| EXERCISE DETAILS |
Write out the data again in full, exactly as it reads.
....
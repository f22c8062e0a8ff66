// src/db/user_repo.rs

use sqlx::{Executor, PgPool, Postgres};
use uuid::Uuid;

use crate::{
    common::error::AppError,
    models::auth::{User, UserRole},
};

#[derive(Clone)]
pub struct UserRepository {
    pool: PgPool,
}

impl UserRepository {
    pub fn new(pool: PgPool) -> Self {
        Self { pool }
    }

    pub async fn find_by_email(&self, email: &str) -> Result<Option<User>, AppError> {
        let user = sqlx::query_as::<_, User>("SELECT * FROM users WHERE email = $1")
            .bind(email)
            .fetch_optional(&self.pool)
            .await?;
        Ok(user)
    }

    pub async fn find_by_id(&self, id: Uuid) -> Result<Option<User>, AppError> {
        let user = sqlx::query_as::<_, User>("SELECT * FROM users WHERE id = $1")
            .bind(id)
            .fetch_optional(&self.pool)
            .await?;
        Ok(user)
    }

    /// Cria um usuário dentro de uma organização (roda na transação de registro).
    pub async fn create_user<'e, E>(
        &self,
        executor: E,
        organization_id: Uuid,
        email: &str,
        password_hash: &str,
        name: Option<&str>,
        role: UserRole,
    ) -> Result<User, AppError>
    where
        E: Executor<'e, Database = Postgres>,
    {
        sqlx::query_as::<_, User>(
            r#"
            INSERT INTO users (organization_id, email, password_hash, name, role)
            VALUES ($1, $2, $3, $4, $5)
            RETURNING *
            "#,
        )
        .bind(organization_id)
        .bind(email)
        .bind(password_hash)
        .bind(name)
        .bind(role)
        .fetch_one(executor)
        .await
        .map_err(|e| {
            if let sqlx::Error::Database(db_err) = &e {
                if db_err.is_unique_violation() {
                    return AppError::EmailAlreadyExists;
                }
            }
            e.into()
        })
    }
}
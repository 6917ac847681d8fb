//! Convenient re-exports for common Floodgate types.
pub use crate::{
    BackpressureLevel, BoundedQueue, BreakerConfig, CircuitBreaker, CircuitState,
    ConfigError, CoordinatorConfig, CoordinatorHealth, DeadLetterQueue, DlqRecord,
    FailureKind, FeedbackBus, FeedbackEvent, FeedbackSubscriber, OverflowStrategy,
    RetryConfig, RetryPolicy, Sink, SinkError, SubmitError, SubmitManyError,
    WriteCoordinator,
};

#[cfg(feature = "webhook")]
pub use crate::HttpBroadcaster;
fn spawn_sampler<T: Send + Sync + 'static>(
    coord_id: Arc<str>,
    queue: Arc<BoundedQueue<T>>,
    breaker: CircuitBreaker,
    workers: Arc<Mutex<Vec<JoinHandle<()>>>>,
    mut shutdown: watch::Receiver<bool>,
    poll_interval: Duration,
) -> JoinHandle<()> {
    tokio::spawn(async move {
        let mut ticker = tokio::time::interval(poll_interval);
        ticker.set_missed_tick_behavior(tokio::time::MissedTickBehavior::Skip);
        loop {
            tokio::select! {
                _ = ticker.tick() => {
                    metrics::queue_depth(&coord_id, queue.len());
                    let alive = workers
                        .lock()
                        .expect("workers lock poisoned")
                        .iter()
                        .filter(|handle| !handle.is_finished())
                        .count();
                    metrics::workers_alive(&coord_id, alive);
                    metrics::circuit_state(&coord_id, breaker.state());
                }
                _ = shutdown.wait_for(|stop| *stop) => break,
            }
        }
    })
}

/// Builder for [`WriteCoordinator`]; validates configuration eagerly.
pub struct CoordinatorBuilder<T> {
    sink: Arc<dyn Sink<T>>,
    config: CoordinatorConfig,
    coord_id: Option<String>,
    bus: Option<FeedbackBus>,
    sleeper: Option<Arc<dyn Sleeper>>,
}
....
| PROBLEM SOLUTION |
repository f22c8062e0a8ff66
// src/db/user_repo.rs

use sqlx::{Executor, PgPool, Postgres};
use uuid::Uuid;

use crate::{
    common::error::AppError,
    models::auth::{User, UserRole},
};

#[derive(Clone)]
pub struct UserRepository {
    pool: PgPool,
}

impl UserRepository {
    pub fn new(pool: PgPool) -> Self {
        Self { pool }
    }

    pub async fn find_by_email(&self, email: &str) -> Result<Option<User>, AppError> {
        let user = sqlx::query_as::<_, User>("SELECT * FROM users WHERE email = $1")
            .bind(email)
            .fetch_optional(&self.pool)
            .await?;
        Ok(user)
    }

    pub async fn find_by_id(&self, id: Uuid) -> Result<Option<User>, AppError> {
        let user = sqlx::query_as::<_, User>("SELECT * FROM users WHERE id = $1")
            .bind(id)
            .fetch_optional(&self.pool)
            .await?;
        Ok(user)
    }

    /// Cria um usuário dentro de uma organização (roda na transação de registro).
    pub async fn create_user<'e, E>(
        &self,
        executor: E,
        organization_id: Uuid,
        email: &str,
        password_hash: &str,
        name: Option<&str>,
        role: UserRole,
    ) -> Result<User, AppError>
    where
        E: Executor<'e, Database = Postgres>,
    {
        sqlx::query_as::<_, User>(
            r#"
            INSERT INTO users (organization_id, email, password_hash, name, role)
            VALUES ($1, $2, $3, $4, $5)
            RETURNING *
            "#,
        )
        .bind(organization_id)
        .bind(email)
        .bind(password_hash)
        .bind(name)
        .bind(role)
        .fetch_one(executor)
        .await
        .map_err(|e| {
            if let sqlx::Error::Database(db_err) = &e {
                if db_err.is_unique_violation() {
                    return AppError::EmailAlreadyExists;
                }
            }
            e.into()
        })
    }
}
repository 6917ac847681d8fb
//! Convenient re-exports for common Floodgate types.
pub use crate::{
    BackpressureLevel, BoundedQueue, BreakerConfig, CircuitBreaker, CircuitState,
    ConfigError, CoordinatorConfig, CoordinatorHealth, DeadLetterQueue, DlqRecord,
    FailureKind, FeedbackBus, FeedbackEvent, FeedbackSubscriber, OverflowStrategy,
    RetryConfig, RetryPolicy, Sink, SinkError, SubmitError, SubmitManyError,
    WriteCoordinator,
};

#[cfg(feature = "webhook")]
pub use crate::HttpBroadcaster;
fn spawn_sampler<T: Send + Sync + 'static>(
    coord_id: Arc<str>,
    queue: Arc<BoundedQueue<T>>,
    breaker: CircuitBreaker,
    workers: Arc<Mutex<Vec<JoinHandle<()>>>>,
    mut shutdown: watch::Receiver<bool>,
    poll_interval: Duration,
) -> JoinHandle<()> {
    tokio::spawn(async move {
        let mut ticker = tokio::time::interval(poll_interval);
        ticker.set_missed_tick_behavior(tokio::time::MissedTickBehavior::Skip);
        loop {
            tokio::select! {
                _ = ticker.tick() => {
                    metrics::queue_depth(&coord_id, queue.len());
                    let alive = workers
                        .lock()
                        .expect("workers lock poisoned")
                        .iter()
                        .filter(|handle| !handle.is_finished())
                        .count();
                    metrics::workers_alive(&coord_id, alive);
                    metrics::circuit_state(&coord_id, breaker.state());
                }
                _ = shutdown.wait_for(|stop| *stop) => break,
            }
        }
    })
}

/// Builder for [`WriteCoordinator`]; validates configuration eagerly.
pub struct CoordinatorBuilder<T> {
    sink: Arc<dyn Sink<T>>,
    config: CoordinatorConfig,
    coord_id: Option<String>,
    bus: Option<FeedbackBus>,
    sleeper: Option<Arc<dyn Sleeper>>,
}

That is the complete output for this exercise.